Data to examine:
use clap::Parser;
use tracing_subscriber::{layer::SubscriberExt, util::SubscriberInitExt};

use olive_client::cli::{self, Cli};

#[tokio::main]
async fn main() -> anyhow::Result<()> {
    dotenvy::dotenv().ok();

    // --- Tracing ---
    // Logs go to stderr so command output on stdout stays machine-readable.
    tracing_subscriber::registry()
        .with(
            tracing_subscriber::EnvFilter::try_from_default_env()
                .unwrap_or_else(|_| "olive_client=info".into()),
        )
        .with(tracing_subscriber::fmt::layer().with_writer(std::io::stderr))
        .init();

    cli::run(Cli::parse()).await
}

Brief: Transcribe the data above in full, exactly.

Solution for this exercise:
use clap::Parser;
use tracing_subscriber::{layer::SubscriberExt, util::SubscriberInitExt};

use olive_client::cli::{self, Cli};

#[tokio::main]
async fn main() -> anyhow::Result<()> {
    dotenvy::dotenv().ok();

    // --- Tracing ---
    // Logs go to stderr so command output on stdout stays machine-readable.
    tracing_subscriber::registry()
        .with(
            tracing_subscriber::EnvFilter::try_from_default_env()
                .unwrap_or_else(|_| "olive_client=info".into()),
        )
        .with(tracing_subscriber::fmt::layer().with_writer(std::io::stderr))
        .init();

    cli::run(Cli::parse()).await
}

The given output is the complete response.